- [Exercise requirements]: When you find the line with "the render transport." among the records below, reproduce it and each line after it exactly, ending with the line with "DOM, bounded by".
START Extracted data
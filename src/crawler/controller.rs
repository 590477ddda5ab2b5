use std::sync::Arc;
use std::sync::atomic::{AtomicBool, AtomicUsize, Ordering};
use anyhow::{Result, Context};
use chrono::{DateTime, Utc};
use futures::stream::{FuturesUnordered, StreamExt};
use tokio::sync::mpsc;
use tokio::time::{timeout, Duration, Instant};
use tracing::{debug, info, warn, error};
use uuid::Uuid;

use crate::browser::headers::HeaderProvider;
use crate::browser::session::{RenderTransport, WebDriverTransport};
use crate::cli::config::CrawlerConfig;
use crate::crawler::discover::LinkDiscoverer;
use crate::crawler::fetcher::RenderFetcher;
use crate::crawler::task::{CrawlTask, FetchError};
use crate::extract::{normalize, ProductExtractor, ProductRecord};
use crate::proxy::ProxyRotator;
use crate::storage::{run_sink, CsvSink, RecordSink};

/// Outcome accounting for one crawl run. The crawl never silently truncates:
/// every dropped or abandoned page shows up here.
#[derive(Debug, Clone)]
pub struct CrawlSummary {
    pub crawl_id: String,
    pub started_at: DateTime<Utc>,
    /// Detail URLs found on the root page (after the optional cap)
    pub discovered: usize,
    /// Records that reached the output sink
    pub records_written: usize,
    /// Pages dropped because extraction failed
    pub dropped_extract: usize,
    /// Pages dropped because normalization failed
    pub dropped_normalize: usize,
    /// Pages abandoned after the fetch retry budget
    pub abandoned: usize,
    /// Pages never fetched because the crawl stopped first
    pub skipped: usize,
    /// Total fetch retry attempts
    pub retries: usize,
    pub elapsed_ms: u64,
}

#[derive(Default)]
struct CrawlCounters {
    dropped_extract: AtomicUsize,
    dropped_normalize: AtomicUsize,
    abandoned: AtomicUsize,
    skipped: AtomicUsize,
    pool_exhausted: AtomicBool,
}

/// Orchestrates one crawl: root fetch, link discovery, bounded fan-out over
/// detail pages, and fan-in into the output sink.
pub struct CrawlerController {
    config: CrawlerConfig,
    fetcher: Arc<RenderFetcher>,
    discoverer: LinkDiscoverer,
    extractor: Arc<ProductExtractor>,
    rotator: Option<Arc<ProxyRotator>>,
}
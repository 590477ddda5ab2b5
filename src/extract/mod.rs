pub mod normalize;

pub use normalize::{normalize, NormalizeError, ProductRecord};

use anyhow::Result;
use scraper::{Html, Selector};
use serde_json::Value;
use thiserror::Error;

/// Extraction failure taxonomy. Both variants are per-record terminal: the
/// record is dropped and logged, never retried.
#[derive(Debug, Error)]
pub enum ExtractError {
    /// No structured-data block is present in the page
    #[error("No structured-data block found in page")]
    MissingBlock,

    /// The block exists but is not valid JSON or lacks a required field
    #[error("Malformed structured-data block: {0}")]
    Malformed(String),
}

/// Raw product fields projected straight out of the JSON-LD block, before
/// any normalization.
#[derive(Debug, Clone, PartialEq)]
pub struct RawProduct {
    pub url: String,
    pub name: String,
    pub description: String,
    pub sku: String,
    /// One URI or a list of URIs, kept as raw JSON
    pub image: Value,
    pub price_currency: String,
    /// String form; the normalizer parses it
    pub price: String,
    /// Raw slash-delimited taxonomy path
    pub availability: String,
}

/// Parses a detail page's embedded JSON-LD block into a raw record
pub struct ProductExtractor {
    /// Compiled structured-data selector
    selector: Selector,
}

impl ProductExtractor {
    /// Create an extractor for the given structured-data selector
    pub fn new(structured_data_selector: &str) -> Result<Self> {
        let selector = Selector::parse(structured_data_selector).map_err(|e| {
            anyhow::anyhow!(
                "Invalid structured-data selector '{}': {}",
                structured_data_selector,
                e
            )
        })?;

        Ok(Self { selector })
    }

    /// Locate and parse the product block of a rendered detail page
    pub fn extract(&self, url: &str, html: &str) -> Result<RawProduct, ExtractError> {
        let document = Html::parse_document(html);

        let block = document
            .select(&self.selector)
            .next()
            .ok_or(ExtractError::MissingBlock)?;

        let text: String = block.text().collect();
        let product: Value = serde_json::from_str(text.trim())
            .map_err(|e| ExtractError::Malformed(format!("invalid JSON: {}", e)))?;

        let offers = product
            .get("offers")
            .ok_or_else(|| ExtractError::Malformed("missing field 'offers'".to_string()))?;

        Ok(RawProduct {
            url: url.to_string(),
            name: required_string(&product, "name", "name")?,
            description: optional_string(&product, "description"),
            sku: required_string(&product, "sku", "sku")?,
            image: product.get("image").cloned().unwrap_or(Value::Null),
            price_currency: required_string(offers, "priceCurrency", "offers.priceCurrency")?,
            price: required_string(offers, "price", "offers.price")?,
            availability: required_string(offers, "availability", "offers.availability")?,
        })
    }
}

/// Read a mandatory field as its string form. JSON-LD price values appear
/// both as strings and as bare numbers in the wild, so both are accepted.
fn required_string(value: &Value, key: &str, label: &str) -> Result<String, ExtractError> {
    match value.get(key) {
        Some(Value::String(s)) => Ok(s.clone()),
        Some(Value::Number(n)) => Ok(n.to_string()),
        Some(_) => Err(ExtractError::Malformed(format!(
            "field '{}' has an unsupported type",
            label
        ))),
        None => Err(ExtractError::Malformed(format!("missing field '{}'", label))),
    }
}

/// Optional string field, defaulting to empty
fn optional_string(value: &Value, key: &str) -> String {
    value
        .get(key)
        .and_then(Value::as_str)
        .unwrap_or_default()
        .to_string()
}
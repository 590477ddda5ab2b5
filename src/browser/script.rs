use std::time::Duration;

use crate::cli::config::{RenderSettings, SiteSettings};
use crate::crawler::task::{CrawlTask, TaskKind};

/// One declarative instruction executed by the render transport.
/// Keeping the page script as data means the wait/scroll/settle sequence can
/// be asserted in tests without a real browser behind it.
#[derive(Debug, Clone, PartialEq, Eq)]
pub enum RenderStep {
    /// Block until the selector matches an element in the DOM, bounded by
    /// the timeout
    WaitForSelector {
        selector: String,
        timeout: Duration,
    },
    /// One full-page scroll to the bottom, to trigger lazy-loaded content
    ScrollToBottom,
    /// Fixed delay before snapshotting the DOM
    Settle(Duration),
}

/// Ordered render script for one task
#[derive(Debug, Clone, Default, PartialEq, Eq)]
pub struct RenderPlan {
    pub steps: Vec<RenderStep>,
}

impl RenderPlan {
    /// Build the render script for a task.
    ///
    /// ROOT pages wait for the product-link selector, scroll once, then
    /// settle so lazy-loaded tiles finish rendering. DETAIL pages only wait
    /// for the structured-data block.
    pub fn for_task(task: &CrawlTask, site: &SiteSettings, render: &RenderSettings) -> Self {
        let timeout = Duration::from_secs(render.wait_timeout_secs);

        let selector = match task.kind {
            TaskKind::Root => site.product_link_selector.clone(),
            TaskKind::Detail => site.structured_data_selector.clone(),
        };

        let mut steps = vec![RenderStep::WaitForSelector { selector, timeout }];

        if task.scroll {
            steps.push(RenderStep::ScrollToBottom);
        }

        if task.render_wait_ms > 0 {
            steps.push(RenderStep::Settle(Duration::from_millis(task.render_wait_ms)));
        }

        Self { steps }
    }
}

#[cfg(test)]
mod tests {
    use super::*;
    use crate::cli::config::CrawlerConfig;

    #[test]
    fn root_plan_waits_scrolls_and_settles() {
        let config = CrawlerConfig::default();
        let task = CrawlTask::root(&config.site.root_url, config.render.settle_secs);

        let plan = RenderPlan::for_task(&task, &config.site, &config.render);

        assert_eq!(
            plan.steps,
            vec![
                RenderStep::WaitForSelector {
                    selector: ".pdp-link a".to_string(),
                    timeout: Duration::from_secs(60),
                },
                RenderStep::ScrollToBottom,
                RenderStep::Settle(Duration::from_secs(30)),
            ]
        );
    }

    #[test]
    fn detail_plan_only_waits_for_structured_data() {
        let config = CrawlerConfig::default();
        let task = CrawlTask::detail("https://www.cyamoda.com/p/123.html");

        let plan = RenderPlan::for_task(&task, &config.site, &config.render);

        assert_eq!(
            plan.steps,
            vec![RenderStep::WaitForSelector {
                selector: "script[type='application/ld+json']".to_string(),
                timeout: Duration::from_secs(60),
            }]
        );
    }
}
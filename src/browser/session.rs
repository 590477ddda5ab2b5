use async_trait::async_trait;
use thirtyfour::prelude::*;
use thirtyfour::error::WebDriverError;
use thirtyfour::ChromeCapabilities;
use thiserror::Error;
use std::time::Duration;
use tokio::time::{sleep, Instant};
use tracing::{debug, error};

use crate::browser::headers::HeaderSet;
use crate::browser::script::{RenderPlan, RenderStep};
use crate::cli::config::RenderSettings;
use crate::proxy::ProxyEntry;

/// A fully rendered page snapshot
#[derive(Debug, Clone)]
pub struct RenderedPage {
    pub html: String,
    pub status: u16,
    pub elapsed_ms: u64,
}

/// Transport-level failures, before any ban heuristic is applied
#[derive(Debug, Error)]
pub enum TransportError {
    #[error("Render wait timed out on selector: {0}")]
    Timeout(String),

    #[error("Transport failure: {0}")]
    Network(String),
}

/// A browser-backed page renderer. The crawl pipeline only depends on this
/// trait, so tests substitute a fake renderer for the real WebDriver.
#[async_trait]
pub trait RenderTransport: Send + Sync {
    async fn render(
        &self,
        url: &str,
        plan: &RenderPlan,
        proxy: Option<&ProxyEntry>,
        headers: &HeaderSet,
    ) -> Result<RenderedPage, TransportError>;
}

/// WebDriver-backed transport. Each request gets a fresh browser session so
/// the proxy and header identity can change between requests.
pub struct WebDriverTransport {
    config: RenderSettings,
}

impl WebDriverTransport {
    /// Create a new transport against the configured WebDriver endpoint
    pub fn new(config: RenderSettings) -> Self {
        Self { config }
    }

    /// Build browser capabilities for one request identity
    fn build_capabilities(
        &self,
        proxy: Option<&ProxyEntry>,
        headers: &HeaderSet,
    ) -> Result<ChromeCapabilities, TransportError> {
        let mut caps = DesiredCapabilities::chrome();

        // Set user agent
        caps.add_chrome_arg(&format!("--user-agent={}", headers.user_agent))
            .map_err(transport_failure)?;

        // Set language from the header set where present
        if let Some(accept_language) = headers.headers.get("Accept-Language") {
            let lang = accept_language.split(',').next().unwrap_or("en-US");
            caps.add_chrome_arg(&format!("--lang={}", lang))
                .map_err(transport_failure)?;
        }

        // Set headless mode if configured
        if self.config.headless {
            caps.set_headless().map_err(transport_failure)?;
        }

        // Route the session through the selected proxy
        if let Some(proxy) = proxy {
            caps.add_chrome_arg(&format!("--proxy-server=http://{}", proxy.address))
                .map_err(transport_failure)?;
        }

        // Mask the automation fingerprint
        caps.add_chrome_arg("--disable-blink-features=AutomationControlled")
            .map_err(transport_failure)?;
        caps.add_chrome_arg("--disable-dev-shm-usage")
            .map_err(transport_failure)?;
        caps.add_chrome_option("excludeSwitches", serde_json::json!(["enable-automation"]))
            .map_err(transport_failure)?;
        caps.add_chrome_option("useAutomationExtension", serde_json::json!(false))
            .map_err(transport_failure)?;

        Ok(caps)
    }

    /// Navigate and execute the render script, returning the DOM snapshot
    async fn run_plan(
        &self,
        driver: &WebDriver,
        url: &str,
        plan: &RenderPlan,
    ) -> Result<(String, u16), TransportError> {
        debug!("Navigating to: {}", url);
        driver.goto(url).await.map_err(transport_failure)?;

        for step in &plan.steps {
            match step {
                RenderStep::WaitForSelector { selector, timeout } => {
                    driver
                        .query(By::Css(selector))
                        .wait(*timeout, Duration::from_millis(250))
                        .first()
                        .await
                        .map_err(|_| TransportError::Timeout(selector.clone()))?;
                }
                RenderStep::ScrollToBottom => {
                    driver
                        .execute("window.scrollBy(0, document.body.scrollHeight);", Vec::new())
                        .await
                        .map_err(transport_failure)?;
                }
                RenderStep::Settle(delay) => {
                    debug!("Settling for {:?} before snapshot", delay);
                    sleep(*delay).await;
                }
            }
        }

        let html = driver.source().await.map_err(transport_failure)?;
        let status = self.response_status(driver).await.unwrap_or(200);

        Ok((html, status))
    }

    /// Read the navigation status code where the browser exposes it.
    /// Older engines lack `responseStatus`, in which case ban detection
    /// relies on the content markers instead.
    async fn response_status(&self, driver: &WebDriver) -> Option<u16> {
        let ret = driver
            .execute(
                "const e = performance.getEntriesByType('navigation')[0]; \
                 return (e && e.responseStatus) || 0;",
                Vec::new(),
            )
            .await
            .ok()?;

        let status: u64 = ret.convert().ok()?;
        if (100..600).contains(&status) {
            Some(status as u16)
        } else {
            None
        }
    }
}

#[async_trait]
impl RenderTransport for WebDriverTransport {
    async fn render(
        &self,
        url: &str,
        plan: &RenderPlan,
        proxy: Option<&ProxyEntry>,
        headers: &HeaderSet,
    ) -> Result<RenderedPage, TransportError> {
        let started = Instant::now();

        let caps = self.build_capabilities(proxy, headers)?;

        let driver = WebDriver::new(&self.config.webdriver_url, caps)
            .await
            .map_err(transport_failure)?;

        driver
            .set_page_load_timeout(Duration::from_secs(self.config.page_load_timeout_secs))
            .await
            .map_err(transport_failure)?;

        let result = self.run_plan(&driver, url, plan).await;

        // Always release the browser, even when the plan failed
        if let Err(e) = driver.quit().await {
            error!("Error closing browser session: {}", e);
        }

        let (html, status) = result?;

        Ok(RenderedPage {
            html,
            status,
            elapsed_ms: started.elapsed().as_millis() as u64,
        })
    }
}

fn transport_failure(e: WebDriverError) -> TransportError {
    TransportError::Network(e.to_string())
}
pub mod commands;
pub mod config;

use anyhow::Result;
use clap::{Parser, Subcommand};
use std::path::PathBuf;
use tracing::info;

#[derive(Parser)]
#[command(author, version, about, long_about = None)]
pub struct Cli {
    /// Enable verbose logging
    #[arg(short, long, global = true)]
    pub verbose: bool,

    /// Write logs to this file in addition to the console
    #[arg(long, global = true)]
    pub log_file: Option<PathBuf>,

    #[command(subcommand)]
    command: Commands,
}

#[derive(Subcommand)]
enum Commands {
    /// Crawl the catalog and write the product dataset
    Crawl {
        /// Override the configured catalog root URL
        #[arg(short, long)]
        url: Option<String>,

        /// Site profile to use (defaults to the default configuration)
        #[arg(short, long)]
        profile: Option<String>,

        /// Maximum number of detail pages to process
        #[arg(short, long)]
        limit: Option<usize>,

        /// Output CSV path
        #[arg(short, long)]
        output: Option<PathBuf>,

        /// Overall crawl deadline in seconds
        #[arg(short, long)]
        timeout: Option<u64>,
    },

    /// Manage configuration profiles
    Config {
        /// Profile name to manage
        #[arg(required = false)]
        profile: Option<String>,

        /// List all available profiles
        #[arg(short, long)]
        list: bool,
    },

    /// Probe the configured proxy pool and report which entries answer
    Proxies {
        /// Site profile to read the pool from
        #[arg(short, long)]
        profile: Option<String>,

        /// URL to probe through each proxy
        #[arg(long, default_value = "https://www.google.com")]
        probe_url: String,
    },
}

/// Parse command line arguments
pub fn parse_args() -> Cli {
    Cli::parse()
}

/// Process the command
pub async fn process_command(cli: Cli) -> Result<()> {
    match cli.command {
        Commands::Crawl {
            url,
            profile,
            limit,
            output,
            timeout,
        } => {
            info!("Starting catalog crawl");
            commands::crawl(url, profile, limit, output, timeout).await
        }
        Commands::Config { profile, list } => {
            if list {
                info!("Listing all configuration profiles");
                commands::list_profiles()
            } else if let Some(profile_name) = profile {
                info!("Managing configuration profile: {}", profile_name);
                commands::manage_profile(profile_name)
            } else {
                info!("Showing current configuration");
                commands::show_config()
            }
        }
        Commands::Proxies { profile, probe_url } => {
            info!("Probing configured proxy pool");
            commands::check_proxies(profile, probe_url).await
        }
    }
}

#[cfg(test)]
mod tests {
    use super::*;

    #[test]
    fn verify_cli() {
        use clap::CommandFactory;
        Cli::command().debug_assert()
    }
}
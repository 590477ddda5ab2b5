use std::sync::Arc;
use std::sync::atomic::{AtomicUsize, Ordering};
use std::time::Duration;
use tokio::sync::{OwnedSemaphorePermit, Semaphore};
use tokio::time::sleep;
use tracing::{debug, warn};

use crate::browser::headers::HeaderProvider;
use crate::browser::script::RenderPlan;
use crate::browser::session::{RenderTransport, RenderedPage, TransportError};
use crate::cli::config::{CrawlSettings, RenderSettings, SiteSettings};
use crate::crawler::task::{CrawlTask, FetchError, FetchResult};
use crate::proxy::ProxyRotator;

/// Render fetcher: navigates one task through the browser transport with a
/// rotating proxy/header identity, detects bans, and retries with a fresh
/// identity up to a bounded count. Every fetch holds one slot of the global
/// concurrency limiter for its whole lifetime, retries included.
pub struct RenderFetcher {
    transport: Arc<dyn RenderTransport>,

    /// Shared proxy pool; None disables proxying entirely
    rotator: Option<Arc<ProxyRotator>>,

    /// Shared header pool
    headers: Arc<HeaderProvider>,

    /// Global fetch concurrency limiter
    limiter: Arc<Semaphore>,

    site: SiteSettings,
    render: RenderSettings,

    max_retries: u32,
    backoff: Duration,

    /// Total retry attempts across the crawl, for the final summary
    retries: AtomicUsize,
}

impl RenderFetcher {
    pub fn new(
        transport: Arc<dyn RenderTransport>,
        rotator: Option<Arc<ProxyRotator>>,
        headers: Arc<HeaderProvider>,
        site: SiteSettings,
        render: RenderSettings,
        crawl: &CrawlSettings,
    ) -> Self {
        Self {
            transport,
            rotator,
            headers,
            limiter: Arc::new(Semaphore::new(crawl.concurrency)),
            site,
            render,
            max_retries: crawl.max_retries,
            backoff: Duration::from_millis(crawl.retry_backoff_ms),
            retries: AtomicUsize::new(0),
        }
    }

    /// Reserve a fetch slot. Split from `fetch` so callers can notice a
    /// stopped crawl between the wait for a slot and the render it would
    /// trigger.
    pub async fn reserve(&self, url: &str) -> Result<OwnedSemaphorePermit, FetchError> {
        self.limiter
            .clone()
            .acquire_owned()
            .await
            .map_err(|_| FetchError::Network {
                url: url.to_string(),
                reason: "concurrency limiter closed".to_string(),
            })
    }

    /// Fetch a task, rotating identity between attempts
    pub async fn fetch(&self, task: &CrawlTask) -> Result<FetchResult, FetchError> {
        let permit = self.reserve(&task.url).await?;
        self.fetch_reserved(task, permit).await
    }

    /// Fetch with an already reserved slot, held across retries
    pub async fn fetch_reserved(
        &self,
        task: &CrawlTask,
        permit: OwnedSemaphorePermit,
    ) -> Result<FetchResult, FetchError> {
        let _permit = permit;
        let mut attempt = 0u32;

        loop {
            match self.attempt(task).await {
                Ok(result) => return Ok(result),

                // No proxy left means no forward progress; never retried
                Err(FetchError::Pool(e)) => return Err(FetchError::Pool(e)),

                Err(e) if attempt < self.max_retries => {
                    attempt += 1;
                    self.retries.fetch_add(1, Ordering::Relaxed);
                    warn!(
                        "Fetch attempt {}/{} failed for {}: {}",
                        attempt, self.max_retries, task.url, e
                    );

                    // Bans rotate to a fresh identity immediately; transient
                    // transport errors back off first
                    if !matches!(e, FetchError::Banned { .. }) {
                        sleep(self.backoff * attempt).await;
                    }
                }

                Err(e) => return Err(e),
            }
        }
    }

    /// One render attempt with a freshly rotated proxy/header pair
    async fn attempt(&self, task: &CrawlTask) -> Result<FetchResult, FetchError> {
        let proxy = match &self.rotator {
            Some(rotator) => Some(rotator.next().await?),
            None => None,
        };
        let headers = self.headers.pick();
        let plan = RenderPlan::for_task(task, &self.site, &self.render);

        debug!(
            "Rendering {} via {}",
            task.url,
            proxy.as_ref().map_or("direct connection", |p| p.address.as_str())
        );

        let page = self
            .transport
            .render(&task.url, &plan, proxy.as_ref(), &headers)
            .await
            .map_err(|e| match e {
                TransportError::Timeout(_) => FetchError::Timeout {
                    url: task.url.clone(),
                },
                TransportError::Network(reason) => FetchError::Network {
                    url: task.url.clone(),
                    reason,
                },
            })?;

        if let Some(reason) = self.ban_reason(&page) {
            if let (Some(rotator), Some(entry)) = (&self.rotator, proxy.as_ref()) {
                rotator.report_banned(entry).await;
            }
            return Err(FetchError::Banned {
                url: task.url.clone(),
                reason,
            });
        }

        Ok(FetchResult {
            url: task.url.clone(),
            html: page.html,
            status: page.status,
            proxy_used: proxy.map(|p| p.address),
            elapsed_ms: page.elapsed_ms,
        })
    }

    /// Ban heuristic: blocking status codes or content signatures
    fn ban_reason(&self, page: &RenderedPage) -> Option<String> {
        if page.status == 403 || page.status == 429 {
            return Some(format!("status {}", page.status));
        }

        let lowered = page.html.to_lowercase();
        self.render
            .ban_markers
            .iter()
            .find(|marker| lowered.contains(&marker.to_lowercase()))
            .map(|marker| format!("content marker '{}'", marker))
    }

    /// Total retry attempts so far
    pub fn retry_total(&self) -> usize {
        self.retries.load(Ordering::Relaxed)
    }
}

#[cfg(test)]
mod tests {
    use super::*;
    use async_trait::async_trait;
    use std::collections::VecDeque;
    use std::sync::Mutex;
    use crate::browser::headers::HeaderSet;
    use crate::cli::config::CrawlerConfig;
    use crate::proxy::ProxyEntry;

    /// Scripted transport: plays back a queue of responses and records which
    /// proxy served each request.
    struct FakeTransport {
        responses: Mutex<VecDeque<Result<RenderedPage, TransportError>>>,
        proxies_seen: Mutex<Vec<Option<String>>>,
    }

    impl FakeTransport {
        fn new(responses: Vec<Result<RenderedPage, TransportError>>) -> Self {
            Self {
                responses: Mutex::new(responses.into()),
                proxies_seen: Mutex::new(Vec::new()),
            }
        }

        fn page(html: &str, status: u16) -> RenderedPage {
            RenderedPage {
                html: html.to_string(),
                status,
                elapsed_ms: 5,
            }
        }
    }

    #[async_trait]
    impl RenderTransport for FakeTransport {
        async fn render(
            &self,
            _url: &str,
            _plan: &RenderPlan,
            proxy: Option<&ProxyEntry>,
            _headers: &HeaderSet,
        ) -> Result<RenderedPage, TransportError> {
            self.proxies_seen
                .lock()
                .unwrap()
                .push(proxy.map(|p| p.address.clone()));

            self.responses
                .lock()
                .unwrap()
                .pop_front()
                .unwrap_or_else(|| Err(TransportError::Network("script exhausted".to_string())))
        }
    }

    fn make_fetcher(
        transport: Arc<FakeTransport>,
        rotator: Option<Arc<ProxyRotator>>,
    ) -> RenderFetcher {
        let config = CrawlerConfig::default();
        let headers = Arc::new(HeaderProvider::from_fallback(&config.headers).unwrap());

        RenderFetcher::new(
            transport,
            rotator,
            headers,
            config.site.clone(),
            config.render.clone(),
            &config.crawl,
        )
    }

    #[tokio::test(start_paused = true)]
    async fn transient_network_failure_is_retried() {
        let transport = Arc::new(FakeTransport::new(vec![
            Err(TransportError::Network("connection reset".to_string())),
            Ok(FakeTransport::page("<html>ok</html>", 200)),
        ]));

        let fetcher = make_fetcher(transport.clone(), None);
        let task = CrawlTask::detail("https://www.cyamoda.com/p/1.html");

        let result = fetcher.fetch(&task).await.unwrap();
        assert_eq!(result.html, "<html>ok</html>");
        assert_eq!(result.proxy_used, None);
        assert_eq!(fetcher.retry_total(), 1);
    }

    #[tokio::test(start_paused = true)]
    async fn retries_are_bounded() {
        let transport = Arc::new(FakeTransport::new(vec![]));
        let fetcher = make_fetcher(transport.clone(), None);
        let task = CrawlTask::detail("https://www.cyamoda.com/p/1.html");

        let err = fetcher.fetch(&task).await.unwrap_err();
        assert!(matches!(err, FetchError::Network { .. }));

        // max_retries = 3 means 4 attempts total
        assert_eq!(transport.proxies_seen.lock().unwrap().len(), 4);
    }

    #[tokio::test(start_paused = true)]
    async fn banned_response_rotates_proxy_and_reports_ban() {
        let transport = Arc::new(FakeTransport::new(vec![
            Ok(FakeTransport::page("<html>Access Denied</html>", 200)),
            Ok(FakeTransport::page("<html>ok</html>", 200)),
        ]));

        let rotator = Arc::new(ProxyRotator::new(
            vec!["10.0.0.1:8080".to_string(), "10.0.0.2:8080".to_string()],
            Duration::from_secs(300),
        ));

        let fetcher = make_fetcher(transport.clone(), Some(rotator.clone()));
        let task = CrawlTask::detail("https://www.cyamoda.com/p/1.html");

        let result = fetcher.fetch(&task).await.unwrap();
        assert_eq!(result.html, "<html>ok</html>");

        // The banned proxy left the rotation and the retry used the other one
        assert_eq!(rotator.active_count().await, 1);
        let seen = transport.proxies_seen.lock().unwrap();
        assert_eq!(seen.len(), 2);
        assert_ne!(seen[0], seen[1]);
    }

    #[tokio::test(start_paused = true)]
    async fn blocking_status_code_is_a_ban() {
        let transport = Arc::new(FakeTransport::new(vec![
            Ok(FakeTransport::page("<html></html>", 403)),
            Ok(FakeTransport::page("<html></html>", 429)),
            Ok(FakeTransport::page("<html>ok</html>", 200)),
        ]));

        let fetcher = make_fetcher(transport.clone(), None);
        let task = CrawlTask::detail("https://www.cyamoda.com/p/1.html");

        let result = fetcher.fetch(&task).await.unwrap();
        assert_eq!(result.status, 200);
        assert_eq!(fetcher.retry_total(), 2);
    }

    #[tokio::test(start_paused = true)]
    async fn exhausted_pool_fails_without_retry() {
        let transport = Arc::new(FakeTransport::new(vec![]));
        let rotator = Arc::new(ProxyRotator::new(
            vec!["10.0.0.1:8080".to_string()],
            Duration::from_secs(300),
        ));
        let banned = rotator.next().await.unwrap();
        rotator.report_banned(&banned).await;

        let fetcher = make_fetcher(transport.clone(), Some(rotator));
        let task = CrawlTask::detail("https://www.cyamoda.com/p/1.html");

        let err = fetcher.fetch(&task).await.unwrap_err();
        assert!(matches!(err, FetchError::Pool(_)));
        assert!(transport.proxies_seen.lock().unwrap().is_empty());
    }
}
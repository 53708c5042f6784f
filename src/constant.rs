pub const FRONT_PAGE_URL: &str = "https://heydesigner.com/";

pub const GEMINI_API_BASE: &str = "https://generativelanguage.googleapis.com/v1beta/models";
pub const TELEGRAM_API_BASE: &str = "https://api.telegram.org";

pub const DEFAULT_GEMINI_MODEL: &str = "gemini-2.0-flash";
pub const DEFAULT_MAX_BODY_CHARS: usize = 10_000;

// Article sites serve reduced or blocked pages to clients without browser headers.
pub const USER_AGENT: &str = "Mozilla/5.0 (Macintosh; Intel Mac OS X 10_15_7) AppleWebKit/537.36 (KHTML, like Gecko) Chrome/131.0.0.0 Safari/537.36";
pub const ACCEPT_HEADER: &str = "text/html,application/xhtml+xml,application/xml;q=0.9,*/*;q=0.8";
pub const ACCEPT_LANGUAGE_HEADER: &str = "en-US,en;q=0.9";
END Extracted data
- [Result of this task]:
/// One declarative instruction executed by the render transport.
/// Keeping the page script as data means the wait/scroll/settle sequence can
/// be asserted in tests without a real browser behind it.
#[derive(Debug, Clone, PartialEq, Eq)]
pub enum RenderStep {
    /// Block until the selector matches an element in the DOM, bounded by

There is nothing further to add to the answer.